PROMPT → Each line of the data below that carries the word "return" needs to be copied.

Collected data
• • • • • • •
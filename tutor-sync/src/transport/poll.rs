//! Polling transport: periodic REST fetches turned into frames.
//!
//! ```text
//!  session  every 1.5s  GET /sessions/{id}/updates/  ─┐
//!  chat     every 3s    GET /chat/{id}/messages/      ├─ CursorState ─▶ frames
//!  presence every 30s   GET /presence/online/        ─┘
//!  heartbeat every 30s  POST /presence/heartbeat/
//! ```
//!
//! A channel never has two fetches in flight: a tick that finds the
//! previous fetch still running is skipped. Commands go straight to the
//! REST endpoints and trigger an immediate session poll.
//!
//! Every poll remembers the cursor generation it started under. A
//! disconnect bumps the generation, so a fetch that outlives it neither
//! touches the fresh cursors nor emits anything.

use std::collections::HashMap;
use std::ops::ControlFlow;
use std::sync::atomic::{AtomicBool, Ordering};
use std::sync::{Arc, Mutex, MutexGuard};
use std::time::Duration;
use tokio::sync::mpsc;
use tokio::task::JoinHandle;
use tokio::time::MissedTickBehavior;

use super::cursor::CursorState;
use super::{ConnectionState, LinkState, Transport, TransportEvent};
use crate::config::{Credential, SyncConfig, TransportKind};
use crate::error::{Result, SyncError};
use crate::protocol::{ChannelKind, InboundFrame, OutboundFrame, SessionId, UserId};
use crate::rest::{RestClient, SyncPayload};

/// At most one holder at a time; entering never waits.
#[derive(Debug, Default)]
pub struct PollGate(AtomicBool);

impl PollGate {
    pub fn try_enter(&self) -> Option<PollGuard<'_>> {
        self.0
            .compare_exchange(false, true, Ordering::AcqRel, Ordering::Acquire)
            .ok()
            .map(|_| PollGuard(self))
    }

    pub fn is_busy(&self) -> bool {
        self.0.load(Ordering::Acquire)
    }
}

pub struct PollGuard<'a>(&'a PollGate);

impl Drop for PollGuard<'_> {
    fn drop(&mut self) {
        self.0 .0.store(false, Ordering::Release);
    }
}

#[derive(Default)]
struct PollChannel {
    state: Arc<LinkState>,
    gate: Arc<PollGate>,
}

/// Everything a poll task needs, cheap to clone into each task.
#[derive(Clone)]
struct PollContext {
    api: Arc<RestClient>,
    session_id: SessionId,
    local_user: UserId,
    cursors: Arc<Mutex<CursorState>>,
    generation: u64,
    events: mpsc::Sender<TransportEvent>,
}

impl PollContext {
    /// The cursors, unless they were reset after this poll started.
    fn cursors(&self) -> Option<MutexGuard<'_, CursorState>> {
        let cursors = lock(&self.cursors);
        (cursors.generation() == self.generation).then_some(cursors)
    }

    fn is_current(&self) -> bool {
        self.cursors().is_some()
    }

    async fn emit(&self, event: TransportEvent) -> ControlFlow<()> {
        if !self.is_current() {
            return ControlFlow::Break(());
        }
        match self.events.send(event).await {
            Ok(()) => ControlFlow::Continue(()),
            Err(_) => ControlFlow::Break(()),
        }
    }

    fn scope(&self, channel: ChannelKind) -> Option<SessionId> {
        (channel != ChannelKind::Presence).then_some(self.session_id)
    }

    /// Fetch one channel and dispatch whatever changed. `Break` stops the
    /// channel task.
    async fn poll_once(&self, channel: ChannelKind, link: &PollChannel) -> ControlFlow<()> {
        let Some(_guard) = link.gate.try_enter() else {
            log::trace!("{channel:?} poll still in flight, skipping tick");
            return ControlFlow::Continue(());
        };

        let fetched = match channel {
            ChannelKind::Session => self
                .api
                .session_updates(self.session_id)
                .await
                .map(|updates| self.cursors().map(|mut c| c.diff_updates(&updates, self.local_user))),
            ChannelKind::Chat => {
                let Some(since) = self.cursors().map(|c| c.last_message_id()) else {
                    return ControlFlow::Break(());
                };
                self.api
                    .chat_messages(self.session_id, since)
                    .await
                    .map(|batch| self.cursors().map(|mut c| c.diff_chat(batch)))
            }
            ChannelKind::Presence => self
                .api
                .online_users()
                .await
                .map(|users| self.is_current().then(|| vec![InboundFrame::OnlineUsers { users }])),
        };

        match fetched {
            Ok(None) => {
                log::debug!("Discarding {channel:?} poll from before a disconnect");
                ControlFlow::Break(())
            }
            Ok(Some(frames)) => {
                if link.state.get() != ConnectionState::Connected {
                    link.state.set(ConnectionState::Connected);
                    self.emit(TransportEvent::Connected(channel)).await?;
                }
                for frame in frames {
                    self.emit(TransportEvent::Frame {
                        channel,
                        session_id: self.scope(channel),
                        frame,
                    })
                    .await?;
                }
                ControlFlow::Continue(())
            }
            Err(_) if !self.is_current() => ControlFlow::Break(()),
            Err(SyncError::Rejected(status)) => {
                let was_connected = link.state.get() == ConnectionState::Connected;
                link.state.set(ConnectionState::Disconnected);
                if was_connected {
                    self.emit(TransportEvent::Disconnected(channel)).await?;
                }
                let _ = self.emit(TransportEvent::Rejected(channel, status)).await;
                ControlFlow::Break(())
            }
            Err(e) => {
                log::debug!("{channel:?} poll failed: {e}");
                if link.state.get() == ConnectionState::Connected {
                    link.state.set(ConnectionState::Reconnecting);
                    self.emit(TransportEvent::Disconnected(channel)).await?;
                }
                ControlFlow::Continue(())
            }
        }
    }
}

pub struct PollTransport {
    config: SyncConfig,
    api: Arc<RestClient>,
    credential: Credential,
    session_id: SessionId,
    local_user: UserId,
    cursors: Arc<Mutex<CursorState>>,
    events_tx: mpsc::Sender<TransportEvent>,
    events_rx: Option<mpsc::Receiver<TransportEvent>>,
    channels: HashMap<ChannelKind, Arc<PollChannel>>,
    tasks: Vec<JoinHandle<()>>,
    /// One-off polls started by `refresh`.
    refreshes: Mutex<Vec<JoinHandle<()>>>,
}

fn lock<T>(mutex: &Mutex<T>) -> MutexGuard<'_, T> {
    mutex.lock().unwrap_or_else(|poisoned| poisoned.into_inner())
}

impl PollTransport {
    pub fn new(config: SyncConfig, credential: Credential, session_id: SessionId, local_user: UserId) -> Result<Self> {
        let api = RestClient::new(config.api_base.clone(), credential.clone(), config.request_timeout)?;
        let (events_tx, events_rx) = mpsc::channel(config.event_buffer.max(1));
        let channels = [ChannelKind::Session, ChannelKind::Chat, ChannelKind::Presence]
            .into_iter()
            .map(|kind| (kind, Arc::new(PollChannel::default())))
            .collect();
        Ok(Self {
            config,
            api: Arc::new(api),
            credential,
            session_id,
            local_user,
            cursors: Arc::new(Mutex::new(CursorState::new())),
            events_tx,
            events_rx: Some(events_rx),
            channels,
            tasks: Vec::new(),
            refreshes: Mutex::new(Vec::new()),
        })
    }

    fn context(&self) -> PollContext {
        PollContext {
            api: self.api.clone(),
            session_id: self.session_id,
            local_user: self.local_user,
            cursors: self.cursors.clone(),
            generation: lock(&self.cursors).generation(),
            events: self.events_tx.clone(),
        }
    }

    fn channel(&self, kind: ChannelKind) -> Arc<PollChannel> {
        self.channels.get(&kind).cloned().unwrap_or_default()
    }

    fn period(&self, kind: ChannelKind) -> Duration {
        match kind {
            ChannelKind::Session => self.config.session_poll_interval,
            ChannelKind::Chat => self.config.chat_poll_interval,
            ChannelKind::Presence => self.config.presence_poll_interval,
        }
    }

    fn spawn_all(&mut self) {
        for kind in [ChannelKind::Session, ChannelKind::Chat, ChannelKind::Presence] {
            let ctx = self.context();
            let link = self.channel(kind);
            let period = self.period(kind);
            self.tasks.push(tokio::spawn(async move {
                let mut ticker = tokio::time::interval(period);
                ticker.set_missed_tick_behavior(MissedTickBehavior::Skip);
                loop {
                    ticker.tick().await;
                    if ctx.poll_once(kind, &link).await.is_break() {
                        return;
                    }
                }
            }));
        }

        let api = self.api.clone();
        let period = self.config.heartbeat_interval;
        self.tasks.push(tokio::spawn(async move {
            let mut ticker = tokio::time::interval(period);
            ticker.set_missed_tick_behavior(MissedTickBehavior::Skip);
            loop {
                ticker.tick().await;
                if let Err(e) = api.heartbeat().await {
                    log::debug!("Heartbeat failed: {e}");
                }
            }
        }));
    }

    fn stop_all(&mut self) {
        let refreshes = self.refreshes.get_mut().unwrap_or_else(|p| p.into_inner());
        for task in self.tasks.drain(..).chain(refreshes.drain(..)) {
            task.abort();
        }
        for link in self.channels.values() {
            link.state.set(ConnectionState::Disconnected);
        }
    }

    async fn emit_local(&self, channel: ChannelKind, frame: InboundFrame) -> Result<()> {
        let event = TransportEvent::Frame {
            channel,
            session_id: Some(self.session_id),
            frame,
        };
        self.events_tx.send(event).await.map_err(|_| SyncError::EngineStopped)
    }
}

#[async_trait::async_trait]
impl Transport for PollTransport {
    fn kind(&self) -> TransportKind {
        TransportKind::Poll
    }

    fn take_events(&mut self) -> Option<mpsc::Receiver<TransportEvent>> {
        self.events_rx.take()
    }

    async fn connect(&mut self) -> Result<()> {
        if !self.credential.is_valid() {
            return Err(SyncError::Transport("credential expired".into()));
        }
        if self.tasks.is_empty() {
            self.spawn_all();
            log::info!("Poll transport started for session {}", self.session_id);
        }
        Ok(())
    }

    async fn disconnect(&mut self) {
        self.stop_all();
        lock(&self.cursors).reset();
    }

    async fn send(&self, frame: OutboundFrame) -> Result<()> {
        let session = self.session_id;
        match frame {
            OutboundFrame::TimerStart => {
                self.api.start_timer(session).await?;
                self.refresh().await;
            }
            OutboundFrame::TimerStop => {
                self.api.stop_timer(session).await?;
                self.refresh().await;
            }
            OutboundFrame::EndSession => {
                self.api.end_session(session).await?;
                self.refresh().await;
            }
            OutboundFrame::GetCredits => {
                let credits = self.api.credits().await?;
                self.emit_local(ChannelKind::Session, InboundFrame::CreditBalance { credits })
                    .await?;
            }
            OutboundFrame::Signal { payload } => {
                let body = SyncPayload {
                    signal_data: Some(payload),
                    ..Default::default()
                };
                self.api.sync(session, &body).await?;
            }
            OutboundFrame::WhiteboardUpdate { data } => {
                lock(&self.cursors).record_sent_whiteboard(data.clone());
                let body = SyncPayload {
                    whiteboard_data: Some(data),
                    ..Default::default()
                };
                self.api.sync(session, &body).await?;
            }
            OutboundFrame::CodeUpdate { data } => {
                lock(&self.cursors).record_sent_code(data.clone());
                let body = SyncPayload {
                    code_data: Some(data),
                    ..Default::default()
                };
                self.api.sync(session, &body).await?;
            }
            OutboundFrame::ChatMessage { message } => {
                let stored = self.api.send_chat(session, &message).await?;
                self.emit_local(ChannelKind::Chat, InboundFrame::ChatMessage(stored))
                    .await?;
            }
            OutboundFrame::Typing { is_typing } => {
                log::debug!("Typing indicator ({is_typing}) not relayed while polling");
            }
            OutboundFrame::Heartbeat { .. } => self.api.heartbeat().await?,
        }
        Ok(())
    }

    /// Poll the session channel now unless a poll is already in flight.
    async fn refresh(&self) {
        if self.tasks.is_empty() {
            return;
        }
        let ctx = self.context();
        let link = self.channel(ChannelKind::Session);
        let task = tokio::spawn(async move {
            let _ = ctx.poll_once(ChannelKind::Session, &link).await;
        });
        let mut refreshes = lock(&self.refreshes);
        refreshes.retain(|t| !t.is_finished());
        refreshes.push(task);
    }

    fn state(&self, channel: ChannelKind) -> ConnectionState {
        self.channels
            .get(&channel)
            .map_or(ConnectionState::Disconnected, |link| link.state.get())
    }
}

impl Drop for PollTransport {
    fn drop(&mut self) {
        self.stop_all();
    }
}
• • • • • • •
RESPONSE TO THE TASK →
            return ControlFlow::Break(());
            return ControlFlow::Continue(());
                    return ControlFlow::Break(());
                        return;
            return Err(SyncError::Transport("credential expired".into()));
            return;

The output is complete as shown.